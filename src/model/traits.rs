/// A row type with a single-column `BIGINT` primary key.
pub trait Model: Default + From<tokio_postgres::Row> {
    fn table_name() -> &'static str;
    fn id_column() -> &'static str;
}
use crate::model::user::Caller;
use crate::types::error_response::ErrorResponse;
use axum::{http::Request, response::IntoResponse};
use axum_extra::middleware::Next;

pub async fn auth_login<B>(req: Request<B>, next: Next<B>) -> impl IntoResponse {
    match req.extensions().get::<Caller>() {
        Some(_) => Ok(next.run(req).await),
        None => Err(ErrorResponse::unauthorized_default()),
    }
}
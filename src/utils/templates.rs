use crate::constants;
use crate::model::notification::NotificationType;

pub fn subject(title: &str) -> String {
    format!("{}{}", constants::EMAIL_SUBJECT_PREFIX, title)
}

fn escape(s: &str) -> String {
    let mut out = String::with_capacity(s.len());
    for c in s.chars() {
        match c {
            '&' => out.push_str("&amp;"),
            '<' => out.push_str("&lt;"),
            '>' => out.push_str("&gt;"),
            '"' => out.push_str("&quot;"),
            '\'' => out.push_str("&#39;"),
            _ => out.push(c),
        }
    }
    out
}

/// Full branded body used for single notifications.
pub fn notification_email(user_name: &str, kind: NotificationType, title: &str, message: &str) -> String {
    format!(
        r#"<!DOCTYPE html>
<html>
<head><meta charset="utf-8"><title>{title}</title></head>
<body style="margin: 0; padding: 0; font-family: 'Segoe UI', Tahoma, Geneva, Verdana, sans-serif; background-color: #f3f4f6;">
  <table width="100%" cellpadding="0" cellspacing="0" style="background-color: #f3f4f6; padding: 20px;">
    <tr><td align="center">
      <table width="600" cellpadding="0" cellspacing="0" style="background-color: white; border-radius: 12px;">
        <tr><td style="background: #2563eb; padding: 30px; text-align: center; border-radius: 12px 12px 0 0;">
          <h1 style="color: white; margin: 0; font-size: 28px;">🎓 Campus Learn</h1>
        </td></tr>
        <tr><td style="padding: 40px 30px;">
          <p style="color: #6b7280; font-size: 16px; margin: 0 0 10px 0;">Hi {name},</p>
          <div style="background-color: #eff6ff; border-left: 4px solid #2563eb; padding: 20px; margin: 20px 0; border-radius: 6px;">
            <div style="font-size: 48px; text-align: center; margin-bottom: 10px;">{icon}</div>
            <h2 style="color: #1e293b; margin: 0 0 10px 0; font-size: 20px;">{title}</h2>
            <p style="color: #475569; margin: 0; font-size: 15px; line-height: 1.6;">{message}</p>
          </div>
          <div style="margin-top: 40px; padding-top: 20px; border-top: 1px solid #e5e7eb; color: #6b7280; font-size: 13px;">
            <p style="margin: 5px 0;">This is an automated notification from Campus Learn.</p>
            <p style="margin: 5px 0;">To manage your notification preferences, visit your profile settings.</p>
          </div>
        </td></tr>
      </table>
    </td></tr>
  </table>
</body>
</html>"#,
        name = escape(user_name),
        icon = kind.icon(),
        title = escape(title),
        message = escape(message),
    )
}

/// Short body used for bulk sends.
pub fn compact_email(user_name: &str, title: &str, message: &str) -> String {
    format!(
        "<html><body><h2>{}</h2><p>Hi {},</p><p>{}</p><hr><p><small>This is an automated notification from Campus Learn.</small></p></body></html>",
        escape(title),
        escape(user_name),
        escape(message)
    )
}

#[cfg(test)]
mod tests {
    use super::*;

    #[test]
    fn bodies_escape_user_text() {
        let html = notification_email("Ada", NotificationType::Comment, "New comment", "<script>x</script>");
        assert!(html.contains("&lt;script&gt;"));
        assert!(html.contains("💬"));
        let html = compact_email("Bo & Co", "t", "m");
        assert!(html.contains("Bo &amp; Co"));
    }

    #[test]
    fn subject_is_prefixed() {
        assert_eq!(subject("Midterm"), "Campus Learn: Midterm");
    }
}
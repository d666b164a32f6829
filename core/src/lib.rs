//! focus-zoom core: tmux layout codec, zoom geometry and the orchestration
//! that applies it to a live window.

pub mod command;
pub mod error;
pub mod help;
pub mod infrastructure;
pub mod layout;
pub mod logging;
pub mod sys;
pub mod types;
pub mod zoom;
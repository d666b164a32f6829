//! Layout engine: tmux layout text, the tree it describes, and the zoom
//! geometry applied to it.
//!
//! `codec` converts between layout text and `node::LayoutNode` trees. `zoom`
//! rewrites a tree so one pane gets a fixed share of its window. `capture`
//! snapshots the live window, `targeting` resolves pane ids and window
//! identity, and `fallback` plans per-pane resizes when a snapshot cannot be
//! decoded.

pub mod capture;
pub mod codec;
pub mod fallback;
pub mod node;
pub mod targeting;
pub mod zoom;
* * * * * * * * *
Print only the lines that run from the start of the listing to the line bearing "use axum_extra::middleware::Next;"; please keep the first line and that last one, exactly as they appear.

filename src/model/traits.rs
/// A row type with a single-column `BIGINT` primary key.
pub trait Model: Default + From<tokio_postgres::Row> {
    fn table_name() -> &'static str;
    fn id_column() -> &'static str;
}
use crate::model::user::Caller;
use crate::types::error_response::ErrorResponse;
use axum::{http::Request, response::IntoResponse};
use axum_extra::middleware::Next;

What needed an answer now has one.